Top of Data excerpts

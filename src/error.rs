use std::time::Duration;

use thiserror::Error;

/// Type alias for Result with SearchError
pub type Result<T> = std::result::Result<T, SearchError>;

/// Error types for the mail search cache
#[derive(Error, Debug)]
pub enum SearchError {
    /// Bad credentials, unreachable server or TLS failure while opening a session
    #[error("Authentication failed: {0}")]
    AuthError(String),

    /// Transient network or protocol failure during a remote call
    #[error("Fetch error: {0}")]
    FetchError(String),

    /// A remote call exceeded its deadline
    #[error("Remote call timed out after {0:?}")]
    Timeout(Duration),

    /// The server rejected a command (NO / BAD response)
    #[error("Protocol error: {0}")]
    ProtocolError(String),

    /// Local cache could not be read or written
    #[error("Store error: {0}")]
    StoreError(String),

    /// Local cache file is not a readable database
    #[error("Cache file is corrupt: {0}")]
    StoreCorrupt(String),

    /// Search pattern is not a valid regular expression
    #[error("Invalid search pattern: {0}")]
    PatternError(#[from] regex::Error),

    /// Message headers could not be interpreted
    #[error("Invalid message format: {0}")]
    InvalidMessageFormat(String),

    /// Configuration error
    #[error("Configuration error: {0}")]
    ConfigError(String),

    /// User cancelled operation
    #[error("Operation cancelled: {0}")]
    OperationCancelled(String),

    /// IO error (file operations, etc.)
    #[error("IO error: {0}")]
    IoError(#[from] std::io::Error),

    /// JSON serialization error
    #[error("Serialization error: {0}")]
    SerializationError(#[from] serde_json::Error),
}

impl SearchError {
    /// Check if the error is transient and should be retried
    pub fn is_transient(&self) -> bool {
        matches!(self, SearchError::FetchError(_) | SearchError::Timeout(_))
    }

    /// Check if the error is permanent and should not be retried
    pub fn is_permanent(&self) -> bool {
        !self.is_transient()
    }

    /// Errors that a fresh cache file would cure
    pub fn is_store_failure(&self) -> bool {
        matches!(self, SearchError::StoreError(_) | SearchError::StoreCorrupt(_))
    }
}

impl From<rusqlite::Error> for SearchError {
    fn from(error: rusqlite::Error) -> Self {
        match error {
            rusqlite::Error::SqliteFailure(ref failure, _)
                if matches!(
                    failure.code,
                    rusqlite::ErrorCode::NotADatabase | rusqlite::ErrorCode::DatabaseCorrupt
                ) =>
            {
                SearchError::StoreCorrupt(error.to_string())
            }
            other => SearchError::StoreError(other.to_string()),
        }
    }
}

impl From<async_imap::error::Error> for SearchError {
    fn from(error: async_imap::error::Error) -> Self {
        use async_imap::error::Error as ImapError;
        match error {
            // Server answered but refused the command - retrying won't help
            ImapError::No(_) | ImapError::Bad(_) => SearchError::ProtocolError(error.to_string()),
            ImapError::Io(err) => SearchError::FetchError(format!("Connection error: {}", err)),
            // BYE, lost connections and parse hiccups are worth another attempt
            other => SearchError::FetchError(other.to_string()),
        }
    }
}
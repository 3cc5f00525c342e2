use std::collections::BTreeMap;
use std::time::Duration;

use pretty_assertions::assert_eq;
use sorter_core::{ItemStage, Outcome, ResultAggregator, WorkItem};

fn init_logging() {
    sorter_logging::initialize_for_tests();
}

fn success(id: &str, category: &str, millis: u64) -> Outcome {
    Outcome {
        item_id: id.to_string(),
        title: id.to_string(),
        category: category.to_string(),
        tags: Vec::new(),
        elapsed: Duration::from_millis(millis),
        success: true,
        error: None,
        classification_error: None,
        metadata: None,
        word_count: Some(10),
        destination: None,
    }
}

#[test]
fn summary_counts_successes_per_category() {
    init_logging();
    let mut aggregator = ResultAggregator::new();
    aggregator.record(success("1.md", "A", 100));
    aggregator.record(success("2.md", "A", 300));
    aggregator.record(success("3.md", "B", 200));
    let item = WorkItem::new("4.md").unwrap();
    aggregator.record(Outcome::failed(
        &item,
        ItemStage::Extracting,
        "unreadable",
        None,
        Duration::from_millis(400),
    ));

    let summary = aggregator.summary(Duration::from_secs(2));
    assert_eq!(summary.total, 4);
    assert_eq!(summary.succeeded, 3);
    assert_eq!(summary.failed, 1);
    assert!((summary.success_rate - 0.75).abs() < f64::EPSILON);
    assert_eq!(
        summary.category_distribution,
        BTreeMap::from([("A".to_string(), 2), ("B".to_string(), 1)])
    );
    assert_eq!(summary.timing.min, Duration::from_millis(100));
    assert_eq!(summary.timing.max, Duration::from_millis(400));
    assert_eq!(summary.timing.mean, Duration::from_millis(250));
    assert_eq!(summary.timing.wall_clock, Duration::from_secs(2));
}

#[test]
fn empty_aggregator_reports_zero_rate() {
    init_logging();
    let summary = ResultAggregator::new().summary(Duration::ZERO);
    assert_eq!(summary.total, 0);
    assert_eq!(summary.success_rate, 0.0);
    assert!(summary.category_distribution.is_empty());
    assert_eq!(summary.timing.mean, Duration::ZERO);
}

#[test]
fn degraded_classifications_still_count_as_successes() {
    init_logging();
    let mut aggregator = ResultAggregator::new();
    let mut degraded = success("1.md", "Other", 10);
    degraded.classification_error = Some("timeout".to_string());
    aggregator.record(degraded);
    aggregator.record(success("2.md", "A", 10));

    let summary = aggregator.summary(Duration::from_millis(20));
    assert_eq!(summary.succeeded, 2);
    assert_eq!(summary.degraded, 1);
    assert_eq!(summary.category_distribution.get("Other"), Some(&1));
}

Bottom of Data excerpts

- _Task requirements_
Write the records out again so that each one matches the original exactly.

- _Response area_
filename src/error.rs
use std::time::Duration;

use thiserror::Error;

/// Type alias for Result with SearchError
pub type Result<T> = std::result::Result<T, SearchError>;

/// Error types for the mail search cache
#[derive(Error, Debug)]
pub enum SearchError {
    /// Bad credentials, unreachable server or TLS failure while opening a session
    #[error("Authentication failed: {0}")]
    AuthError(String),

    /// Transient network or protocol failure during a remote call
    #[error("Fetch error: {0}")]
    FetchError(String),

    /// A remote call exceeded its deadline
    #[error("Remote call timed out after {0:?}")]
    Timeout(Duration),

    /// The server rejected a command (NO / BAD response)
    #[error("Protocol error: {0}")]
    ProtocolError(String),

    /// Local cache could not be read or written
    #[error("Store error: {0}")]
    StoreError(String),

    /// Local cache file is not a readable database
    #[error("Cache file is corrupt: {0}")]
    StoreCorrupt(String),

    /// Search pattern is not a valid regular expression
    #[error("Invalid search pattern: {0}")]
    PatternError(#[from] regex::Error),

    /// Message headers could not be interpreted
    #[error("Invalid message format: {0}")]
    InvalidMessageFormat(String),

    /// Configuration error
    #[error("Configuration error: {0}")]
    ConfigError(String),

    /// User cancelled operation
    #[error("Operation cancelled: {0}")]
    OperationCancelled(String),

    /// IO error (file operations, etc.)
    #[error("IO error: {0}")]
    IoError(#[from] std::io::Error),

    /// JSON serialization error
    #[error("Serialization error: {0}")]
    SerializationError(#[from] serde_json::Error),
}

impl SearchError {
    /// Check if the error is transient and should be retried
    pub fn is_transient(&self) -> bool {
        matches!(self, SearchError::FetchError(_) | SearchError::Timeout(_))
    }

    /// Check if the error is permanent and should not be retried
    pub fn is_permanent(&self) -> bool {
        !self.is_transient()
    }

    /// Errors that a fresh cache file would cure
    pub fn is_store_failure(&self) -> bool {
        matches!(self, SearchError::StoreError(_) | SearchError::StoreCorrupt(_))
    }
}

impl From<rusqlite::Error> for SearchError {
    fn from(error: rusqlite::Error) -> Self {
        match error {
            rusqlite::Error::SqliteFailure(ref failure, _)
                if matches!(
                    failure.code,
                    rusqlite::ErrorCode::NotADatabase | rusqlite::ErrorCode::DatabaseCorrupt
                ) =>
            {
                SearchError::StoreCorrupt(error.to_string())
            }
            other => SearchError::StoreError(other.to_string()),
        }
    }
}

impl From<async_imap::error::Error> for SearchError {
    fn from(error: async_imap::error::Error) -> Self {
        use async_imap::error::Error as ImapError;
        match error {
            // Server answered but refused the command - retrying won't help
            ImapError::No(_) | ImapError::Bad(_) => SearchError::ProtocolError(error.to_string()),
            ImapError::Io(err) => SearchError::FetchError(format!("Connection error: {}", err)),
            // BYE, lost connections and parse hiccups are worth another attempt
            other => SearchError::FetchError(other.to_string()),
        }
    }
}
repository 3cc5f00525c342e2
use std::collections::BTreeMap;
use std::time::Duration;

use pretty_assertions::assert_eq;
use sorter_core::{ItemStage, Outcome, ResultAggregator, WorkItem};

fn init_logging() {
    sorter_logging::initialize_for_tests();
}

fn success(id: &str, category: &str, millis: u64) -> Outcome {
    Outcome {
        item_id: id.to_string(),
        title: id.to_string(),
        category: category.to_string(),
        tags: Vec::new(),
        elapsed: Duration::from_millis(millis),
        success: true,
        error: None,
        classification_error: None,
        metadata: None,
        word_count: Some(10),
        destination: None,
    }
}

#[test]
fn summary_counts_successes_per_category() {
    init_logging();
    let mut aggregator = ResultAggregator::new();
    aggregator.record(success("1.md", "A", 100));
    aggregator.record(success("2.md", "A", 300));
    aggregator.record(success("3.md", "B", 200));
    let item = WorkItem::new("4.md").unwrap();
    aggregator.record(Outcome::failed(
        &item,
        ItemStage::Extracting,
        "unreadable",
        None,
        Duration::from_millis(400),
    ));

    let summary = aggregator.summary(Duration::from_secs(2));
    assert_eq!(summary.total, 4);
    assert_eq!(summary.succeeded, 3);
    assert_eq!(summary.failed, 1);
    assert!((summary.success_rate - 0.75).abs() < f64::EPSILON);
    assert_eq!(
        summary.category_distribution,
        BTreeMap::from([("A".to_string(), 2), ("B".to_string(), 1)])
    );
    assert_eq!(summary.timing.min, Duration::from_millis(100));
    assert_eq!(summary.timing.max, Duration::from_millis(400));
    assert_eq!(summary.timing.mean, Duration::from_millis(250));
    assert_eq!(summary.timing.wall_clock, Duration::from_secs(2));
}

#[test]
fn empty_aggregator_reports_zero_rate() {
    init_logging();
    let summary = ResultAggregator::new().summary(Duration::ZERO);
    assert_eq!(summary.total, 0);
    assert_eq!(summary.success_rate, 0.0);
    assert!(summary.category_distribution.is_empty());
    assert_eq!(summary.timing.mean, Duration::ZERO);
}

#[test]
fn degraded_classifications_still_count_as_successes() {
    init_logging();
    let mut aggregator = ResultAggregator::new();
    let mut degraded = success("1.md", "Other", 10);
    degraded.classification_error = Some("timeout".to_string());
    aggregator.record(degraded);
    aggregator.record(success("2.md", "A", 10));

    let summary = aggregator.summary(Duration::from_millis(20));
    assert_eq!(summary.succeeded, 2);
    assert_eq!(summary.degraded, 1);
    assert_eq!(summary.category_distribution.get("Other"), Some(&1));
}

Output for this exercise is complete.